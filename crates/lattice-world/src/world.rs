//! The world: a concurrent map of chunks and the orchestration around it.
//!
//! Lock discipline: a thread holds at most one chunk lock at a time. Work that
//! spans chunks (light crossing a border, neighbour completeness) snapshots
//! what it needs from one chunk, releases it, then locks the next. Hooks and
//! listeners run with no chunk lock held; block edits of one chunk are
//! serialised by its edit lock, which is not a state lock.

use std::collections::VecDeque;
use std::iter;
use std::sync::atomic::{AtomicU64, Ordering};
use std::sync::{Arc, PoisonError, RwLock};

use dashmap::DashMap;
use dashmap::mapref::entry::Entry;
use lattice_biome::{Biome, BiomeSource, BiomeSourceLookup};
use lattice_coords::{BlockPosition, ChunkPosition, Direction, InChunkPosition, SECTION_WIDTH_X};
use lattice_lighting::{FaceBorder, LightLevel};
use lattice_voxel::{BlockStateId, BlockView, HookContext};
use rand::Rng;

use crate::biomes::WorldBiomes;
use crate::chunk::{CachedBiome, Chunk};
use crate::context::{DimensionLimits, WorldContext};
use crate::data::{ChunkDataBatch, ChunkDataError, DataOutcome, WorldUpdate};
use crate::environment::WorldEnvironment;
use crate::events::{EventBus, WorldEvent};

/// Random tick attempts per radius and call.
pub const RANDOM_TICK_ITERATIONS: usize = 667;
/// Radii around the centre that random ticks sample from.
pub const RANDOM_TICK_RADII: [i32; 2] = [16, 32];

pub struct World {
    context: Arc<WorldContext>,
    chunks: DashMap<ChunkPosition, Arc<Chunk>>,
    /// Bumped on every chunk insertion and removal.
    revision: AtomicU64,
    /// Bumped when a section's occlusion table changes.
    occlusion_revision: AtomicU64,
    biomes: WorldBiomes,
    events: EventBus,
    environment: RwLock<WorldEnvironment>,
}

====================

## WHAT THE TASK ASKS
Go through the entries above and tally each line that has the word "events"; reply with the tally and nothing else.

## ANSWER TO THIS TASK
2